Le président turc dénonce le blocage de Twitter par le gouvernement. L’UE crie à la "censure".
La Turquie a bloqué jeudi soir l'accès à Twitter, quelques heures après la menace lancée par le Premier ministre turc Recep Tayyip Erdogan d'interdire le réseau social en représailles à la publication d'enregistrements d'écoutes téléphoniques le mettant en cause dans un scandale de corruption.
"Nous allons supprimer Twitter. Je me moque de ce que pourra dire la communauté internationale", avait lancé M. Erdogan devant des milliers de partisans lors d'un rassemblement électoral à dix jours du scrutin municipal du 30 mars.
"Ils verront alors la force de la Turquie", avait-t-il ajouté.
La nouvelle de l'arrêt de Twitter n'a pas été confirmée officiellement par le gouvernement d'Ankara.
Sur le site de l'autorité des télécoms turcs (TIB), on peut cependant trouver l'énoncé de quatre décisions de justice sous la référence "twitter.com" suggérant qu'une décision officielle a été prise dans le sens de cette interdiction.
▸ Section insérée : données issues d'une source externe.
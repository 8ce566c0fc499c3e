mod common;

#[cfg(test)]
mod assembler_tests {
    use crate::common::{sample_company, sample_letter, MockLetterStore};
    use async_trait::async_trait;
    use std::sync::Arc;
    use surat_menyurat_gateway::letter::models::Company;
    use surat_menyurat_gateway::preview::assembler::{
        assemble, fallback_company, split_lines, CachedCompanySource, CompanySource,
    };
    use surat_menyurat_gateway::store::StoreError;
    use uuid::Uuid;

    /// Company source that always fails, for the degrade path.
    struct FailingCompanySource;

    #[async_trait]
    impl CompanySource for FailingCompanySource {
        async fn lookup(&self, _company_id: Uuid) -> Result<Company, StoreError> {
            Err(StoreError::NotFound)
        }
    }

    #[tokio::test]
    async fn test_assemble_never_fails_on_missing_company() {
        let letter = sample_letter(Uuid::new_v4(), Uuid::new_v4());
        let vm = assemble(letter, &FailingCompanySource).await;

        assert_eq!(vm.company.name, "Company Information Not Available");
        assert!(vm.company.address.is_empty());
        assert!(vm.company.motto.is_none());
    }

    #[tokio::test]
    async fn test_assemble_embeds_resolved_company() {
        let company_id = Uuid::new_v4();
        let store = Arc::new(MockLetterStore::new().with_company(sample_company(company_id)));
        let companies = CachedCompanySource::new(store);

        let letter = sample_letter(Uuid::new_v4(), company_id);
        let vm = assemble(letter, &companies).await;

        assert_eq!(vm.company.name, "PT Maju Bersama");
        assert_eq!(vm.company.id, Some(company_id));
    }

    #[tokio::test]
    async fn test_assemble_splits_paragraphs_and_cc_lines() {
        let mut letter = sample_letter(Uuid::new_v4(), Uuid::new_v4());
        letter.content = "  Paragraf satu.  \n\nParagraf dua.\n   ".to_string();
        letter.cc_list = "Manager A\n\nManager B".to_string();

        let vm = assemble(letter, &FailingCompanySource).await;

        assert_eq!(vm.paragraphs, vec!["Paragraf satu.", "Paragraf dua."]);
        assert_eq!(vm.cc_lines, vec!["Manager A", "Manager B"]);
    }

    #[tokio::test]
    async fn test_cached_source_serves_repeat_lookups_from_cache() {
        let company_id = Uuid::new_v4();
        let store = Arc::new(MockLetterStore::new().with_company(sample_company(company_id)));
        let companies = CachedCompanySource::new(store.clone());

        let first = companies.lookup(company_id).await.unwrap();

        // Remove the record from the backing store; the cache still answers.
        store.companies.lock().clear();
        let second = companies.lookup(company_id).await.unwrap();
        assert_eq!(first, second);
    }

    #[test]
    fn test_split_lines_drops_blank_lines_entirely() {
        assert_eq!(
            split_lines("a\n\n\nb\n"),
            vec!["a".to_string(), "b".to_string()]
        );
        assert!(split_lines("").is_empty());
        assert!(split_lines("   \n  ").is_empty());
    }

    #[test]
    fn test_split_lines_idempotence() {
        let paragraphs: Vec<String> = vec![
            "Kalimat pembuka surat.".to_string(),
            "Kalimat penutup surat.".to_string(),
        ];
        assert_eq!(split_lines(&paragraphs.join("\n")), paragraphs);
    }

    #[test]
    fn test_fallback_company_matches_contract() {
        let company = fallback_company();
        assert_eq!(company.name, "Company Information Not Available");
        assert!(company.id.is_none());
        assert!(company.phone.is_empty());
        assert!(company.email.is_empty());
    }
}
L'une des quatre décisions citées affirme ainsi qu'"une mesure de protection a été prise à l'égard du site twitter.com à la suite d'une décision du bureau du procureur général d'Istanbul et qu'elle a été mise en oeuvre par la TIB.
De leur côté, les responsables clientèle de Twitter ont indiqué sur leur site comment contourner le blocage via le service texte du réseau de téléphone mobile.
Depuis trois semaines, M. Erdogan était personnellement mis en cause par la diffusion sur les réseaux sociaux d'enregistrements de conversations téléphoniques piratées.
Ces écoutes, que le chef du gouvernement avait d'abord dénoncées comme des "montages" avant d'en reconnaître certaines, a provoqué la colère de l'opposition et plusieurs manifestations dans les grandes villes du pays pour exiger sa démission.
Depuis la mi-décembre, le Premier ministre, qui dirige sans partage la Turquie depuis 2002, est éclaboussé par un scandale de corruption qui a vu des dizaines de ses proches inculpés pour une série de malversations.
Le président turc dénonce le blocage de Twitter par le gouvernement
Pour sa part, le président turc Abdullah Gül a dénoncé vendredi la décision d'Erdogan.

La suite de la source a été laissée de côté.